Only about 17 per cent of the cash raised by the right-wing governing party came from small donors who gave less than $250, according to figures released yesterday by Elections Alberta. Close to 40 per cent of the NDP’s funds came from the same kind of small donors. 

Still, the NDP raised $1,367,080.50 in the third quarter, while the UCP raised $1,235,482.45.

That was down a little from the NDP’s second-quarter contributions, which exceeded $1.5 million, compared to $771,000 for the UCP in the second quarter, which may have reflected confidence by NDP supporters because of their party’s strong polling and fundraising to date. 

Certainly its much-stronger fundraising performance in the first two quarters left the NDP far ahead of the UCP for political donations through the year to date: $4,060,290.40 to $2,596,202.81.

This is one story you can’t really blame mainstream media for treating as if it were a horserace. Donations to other parties illustrate that, if it actually were a horserace, only two horses would be in the running.

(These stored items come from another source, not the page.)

//! Process-unique identifiers for objects and points.

use serde::Serialize;
use std::fmt;
use std::sync::atomic::{AtomicU64, Ordering};

static NEXT_ID: AtomicU64 = AtomicU64::new(1);

fn next_raw() -> u64 {
    NEXT_ID.fetch_add(1, Ordering::Relaxed)
}

/// Stable identity of a [`CanvasObject`](super::CanvasObject).
#[derive(Debug, Clone, Copy, PartialEq, Eq, Hash, PartialOrd, Ord, Serialize)]
#[serde(transparent)]
pub struct ObjectId(u64);

impl ObjectId {
    /// Allocates a fresh id.
    pub fn next() -> Self {
        Self(next_raw())
    }

    pub fn raw(self) -> u64 {
        self.0
    }
}

impl fmt::Display for ObjectId {
    fn fmt(&self, f: &mut fmt::Formatter<'_>) -> fmt::Result {
        write!(f, "obj#{}", self.0)
    }
}

/// Stable identity of a [`CanvasPoint`](super::CanvasPoint).
///
/// Unlike an index, it survives insertions and removals elsewhere in the path.
#[derive(Debug, Clone, Copy, PartialEq, Eq, Hash, PartialOrd, Ord, Serialize)]
#[serde(transparent)]
pub struct PointId(u64);

impl PointId {
    pub fn next() -> Self {
        Self(next_raw())
    }

    pub fn raw(self) -> u64 {
        self.0
    }
}

impl fmt::Display for PointId {
    fn fmt(&self, f: &mut fmt::Formatter<'_>) -> fmt::Result {
        write!(f, "pt#{}", self.0)
    }
}

#[cfg(test)]
mod tests {
    use super::*;

    #[test]
    fn ids_are_unique_across_kinds() {
        let a = ObjectId::next();
        let b = PointId::next();
        let c = ObjectId::next();
        assert_ne!(a, c);
        assert_ne!(a.raw(), b.raw());
        assert!(c.raw() > a.raw());
    }
}
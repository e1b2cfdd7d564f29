//! Generic input event types for cross-backend compatibility.

use serde::Deserialize;

/// Generic key representation for cross-backend compatibility.
///
/// Hosts map their native key codes to these values.
#[derive(Debug, Clone, Copy, PartialEq, Eq)]
pub enum Key {
    /// Regular character key (a-z, 0-9, symbols)
    Char(char),
    Escape,
    Return,
    Backspace,
    Delete,
    Tab,
    Space,
    Up,
    Down,
    Left,
    Right,
    /// Shift modifier
    Shift,
    /// Ctrl modifier
    Ctrl,
    /// Alt modifier
    Alt,
    /// Unmapped or unrecognized key
    Unknown,
}

impl Key {
    /// Parses a key name as written in key bindings and replay scripts.
    ///
    /// Single characters map to [`Key::Char`]; named keys are case-insensitive.
    pub fn from_name(name: &str) -> Option<Key> {
        let mut chars = name.chars();
        if let (Some(c), None) = (chars.next(), chars.next()) {
            return Some(match c {
                ' ' => Key::Space,
                c => Key::Char(c),
            });
        }
        let key = match name.to_lowercase().as_str() {
            "escape" | "esc" => Key::Escape,
            "return" | "enter" => Key::Return,
            "backspace" => Key::Backspace,
            "delete" | "del" => Key::Delete,
            "tab" => Key::Tab,
            "space" => Key::Space,
            "up" => Key::Up,
            "down" => Key::Down,
            "left" => Key::Left,
            "right" => Key::Right,
            "shift" => Key::Shift,
            "ctrl" | "control" => Key::Ctrl,
            "alt" => Key::Alt,
            _ => return None,
        };
        Some(key)
    }

    /// Name used when matching against key bindings; `None` for modifiers.
    pub fn binding_name(&self) -> Option<String> {
        let name = match self {
            Key::Char(c) => return Some(c.to_string()),
            Key::Escape => "Escape",
            Key::Return => "Return",
            Key::Backspace => "Backspace",
            Key::Delete => "Delete",
            Key::Tab => "Tab",
            Key::Space => "Space",
            Key::Up => "Up",
            Key::Down => "Down",
            Key::Left => "Left",
            Key::Right => "Right",
            Key::Shift | Key::Ctrl | Key::Alt | Key::Unknown => return None,
        };
        Some(name.to_string())
    }
}

/// Mouse button identification.
#[derive(Debug, Clone, Copy, PartialEq, Eq, Default, Deserialize)]
#[serde(rename_all = "lowercase")]
pub enum MouseButton {
    /// Left mouse button (drives the active mode)
    #[default]
    Left,
    /// Right mouse button (cancel action)
    Right,
    /// Middle mouse button (currently unused)
    Middle,
}

#[cfg(test)]
mod tests {
    use super::*;

    #[test]
    fn parses_named_and_character_keys() {
        assert_eq!(Key::from_name("a"), Some(Key::Char('a')));
        assert_eq!(Key::from_name("ESC"), Some(Key::Escape));
        assert_eq!(Key::from_name("Delete"), Some(Key::Delete));
        assert_eq!(Key::from_name("F13"), None);
    }

    #[test]
    fn modifiers_have_no_binding_name() {
        assert_eq!(Key::Shift.binding_name(), None);
        assert_eq!(Key::Char('v').binding_name().as_deref(), Some("v"));
        assert_eq!(Key::Return.binding_name().as_deref(), Some("Return"));
    }
}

The Pro-Life Alberta Political Association – a “party” drummed up by anti-reproductive-rights activists so they can give tax receipts for donations they receive to pay for political activities – raised $92.560.92 in the third quarter, giving them the right to claim a distant third place in the race. 

The Western Independence Party, mockingly dismissed by some as the Bloc Redneckois, raised $53,839.93 in the quarter. The Alberta Party – the little party that for some reason never seemed to grow no matter which political philosophy it tried out – raised an underwhelming $31,614.54. That was still better than the once-almost-mighty Alberta Liberal Party’s third-quarter contributions of $13,930.54. 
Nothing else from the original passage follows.